I'm referring to a [program][1] called `ent` that is commonly used to test the quality of random number generators. I'm trying to improve it. The following is a typical result (and a good pass):-



    $ ent /tmp/urandom-500MB
    Entropy = 8.000000 bits per byte.
    
    Optimum compression would reduce the size
    of this 524288000 byte file by 0 percent.
    
    Chi square distribution for 524288000 samples is 264.86, and randomly
    would exceed this value 32.26 percent of the times.
    
    Arithmetic mean value of data bytes is 127.4993 (127.5 = random).
    Monte Carlo value for Pi is 3.141621289 (error 0.00 percent).
    Serial correlation coefficient is 0.000036 (totally uncorrelated = 0.0).
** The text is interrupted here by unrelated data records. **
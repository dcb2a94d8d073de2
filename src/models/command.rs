/// A parsed bot command: `/name arg1 arg2 ...`.
#[derive(Debug, Clone, PartialEq, Eq)]
pub struct Command {
    pub name: String,
    pub args: Vec<String>,
}

impl Command {
    /// Parses a message text into a command. Returns None for plain messages.
    /// A `@botname` suffix on the command (used in group chats) is stripped.
    pub fn parse(text: &str) -> Option<Command> {
        let mut parts = text.split_whitespace();
        let first = parts.next()?;
        let name = first.strip_prefix('/')?;
        if name.is_empty() {
            return None;
        }
        let name = match name.split_once('@') {
            Some((bare, _bot)) => bare,
            None => name,
        };
        Some(Command {
            name: name.to_lowercase(),
            args: parts.map(str::to_string).collect(),
        })
    }
}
Please note the result for the Chi square distribution. The program offers a likelihood of the result (of 32.26%) occurring by chance. That's a p value.

Now please note the results for the arithmetic mean of the bytes, and the Monte Carlo calculation for Pi. This is obtained by taking the input sequence bytes in tuples of three for an x coordinate, and three for a y coordinate, and performing [this][2] type of Pi approximation.


Q: How can we add likelihood percentages to both arithmetic mean and Pi calculations?

So for example, I want functionality that says: `Arithmetic mean value of data bytes is 127.4993, and randomly would exceed this value xx.xx percent of the time.` And similarly for the Pi approximation.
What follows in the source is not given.